É o entendimento do doutrinador Uadi Lammêgo Bulos 3 (2015, p. 555),
quanto ao Princípio da Igualdade e as ações afirmativas necessárias para sua correta
aplicabilidade:
“Busca-se por meio de ações afirmativas, compensar os menos
favorecidos, assim como ocorre com os que nunca sofreram
restrições.
As ações afirmativas consignam um mecanismo que permite ao
Estado sanar o déficit para com aqueles seres humanos que,
historicamente, sempre foram alvo de preconceitos, humilhações
e detrimentos de toda espécie.
Aqui se encontram os idosos, as mulheres, as crianças de rua, os
mendigos, os negros, os pardos, os índios, os homossexuais, os
deficientes físicos, as prostitutas, categorias humanas, enfim, que
nunca tiveram, ao longo da história, o mesmo tratamento
conferido às chamadas classes abastadas. ”
Nesse sentido, não é admissível que continue vigorando uma Lei anterior à
Constituição Federal, que rege todo o ordenamento jurídico brasileiro, sem que haja
alterações constantes e substanciais, com o fito de garantir sua correta
aplicabilidade, incorrendo em total desobservância aos seus preceitos.
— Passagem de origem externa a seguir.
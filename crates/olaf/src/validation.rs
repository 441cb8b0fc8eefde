use core::fmt;

/// A single validation issue (error or warning)
///
#[derive(Debug, Clone, PartialEq)]
pub struct ValidationIssue {
    /// The category of the issue
    ///
    pub(crate) category: ValidationErrorCategory,

    /// The field or context where the issue was found
    ///
    pub(crate) field: String,

    /// Detailed description of the issue
    ///
    pub(crate) message: String,

    pub(crate) level: ValidationLevel,

    /// Suggested fix for the issue
    ///
    pub(crate) suggestion: Option<String>,
}

impl ValidationIssue {
    pub(crate) fn error(
        category: ValidationErrorCategory,
        field: &str,
        message: &str,
        suggestion: Option<&str>,
    ) -> Self {
        Self {
            category,
            field: field.to_string(),
            message: message.to_string(),
            level: ValidationLevel::Error,
            suggestion: suggestion.map(ToString::to_string),
        }
    }

    pub(crate) fn warning(
        category: ValidationErrorCategory,
        field: &str,
        message: &str,
        suggestion: Option<&str>,
    ) -> Self {
        Self {
            category,
            field: field.to_string(),
            message: message.to_string(),
            level: ValidationLevel::Warning,
            suggestion: suggestion.map(ToString::to_string),
        }
    }

    #[must_use]
    pub fn category(&self) -> ValidationErrorCategory {
        self.category
    }

    #[must_use]
    pub fn field(&self) -> &str {
        &self.field
    }

    #[must_use]
    pub fn message(&self) -> &str {
        &self.message
    }

    #[must_use]
    pub fn level(&self) -> ValidationLevel {
        self.level
    }

    #[must_use]
    pub fn suggestion(&self) -> Option<&String> {
        self.suggestion.as_ref()
    }
}

#[derive(Debug, Clone, Copy, PartialEq)]
pub enum ValidationLevel {
    Error,
    Warning,
}

/// Categories of configuration validation issues
#[derive(Debug, Clone, Copy, PartialEq, Eq, Hash)]
pub enum ValidationErrorCategory {
    /// Missing required fields
    ///
    RequiredField,

    /// Invalid field values
    ///
    InvalidValue,

    /// Paths that cannot be expanded or resolved
    ///
    PathFormat,

    /// URL format errors
    ///
    UrlFormat,
}

impl fmt::Display for ValidationErrorCategory {
    fn fmt(&self, f: &mut fmt::Formatter<'_>) -> std::fmt::Result {
        match self {
            Self::RequiredField => f.write_str("required_field"),
            Self::InvalidValue => f.write_str("invalid_value"),
            Self::PathFormat => f.write_str("path_format"),
            Self::UrlFormat => f.write_str("url_format"),
        }
    }
}

#[derive(Debug, Clone, Default, PartialEq)]
pub struct ValidationIssues(Vec<ValidationIssue>);

impl ValidationIssues {
    #[must_use]
    pub fn has_errors(&self) -> bool {
        self.0.iter().any(|i| i.level == ValidationLevel::Error)
    }

    #[must_use]
    pub fn has_warnings(&self) -> bool {
        self.0.iter().any(|i| i.level == ValidationLevel::Warning)
    }

    #[must_use]
    pub fn errors(&self) -> Vec<&ValidationIssue> {
        self.0
            .iter()
            .filter(|i| i.level == ValidationLevel::Error)
            .collect()
    }

    #[must_use]
    pub fn warnings(&self) -> Vec<&ValidationIssue> {
        self.0
            .iter()
            .filter(|i| i.level == ValidationLevel::Warning)
            .collect()
    }

    #[must_use]
    pub fn is_empty(&self) -> bool {
        self.0.is_empty()
    }
}

impl From<Vec<ValidationIssue>> for ValidationIssues {
    fn from(issues: Vec<ValidationIssue>) -> Self {
        Self(issues)
    }
}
Aliás, até mesmo o Estatuto dos Militares (Lei 6880/80), possui em seu texto
disposições que ameaçam a igualdade e a dignidade da pessoa humana. E
exatamente em razão das arbitrariedades cometidas com os militares, é que tantas
ações tramitam em desfavor da União, o que nada mais é que uma tentativa de fazer
valer os direitos garantidos pela Constituição Federal, e desrespeitados pela
Administração Militar.
A impressão que fica é que as leis que regem as Forças Armadas pararam
no tempo, pois continuam com a mesma mentalidade arraigada da época da ditadura
militar, onde “mandava quem podia e obedecia quem tinha juízo”.
3
BULOS, Uadi Lammêgo. Curso de Direito Constitucional. 9. ed. São Paulo: Editora Saraiva,
2015.
Em suma, todo o ordenamento jurídico que rege as atividades das Forças
Armadas necessita de acompanhamento e constantes revisões, para que passem a
observar os anseios do Constituinte, e nada mais justo que iniciar esse processo com
a inclusão das mulheres em todo o espaço do serviço militar.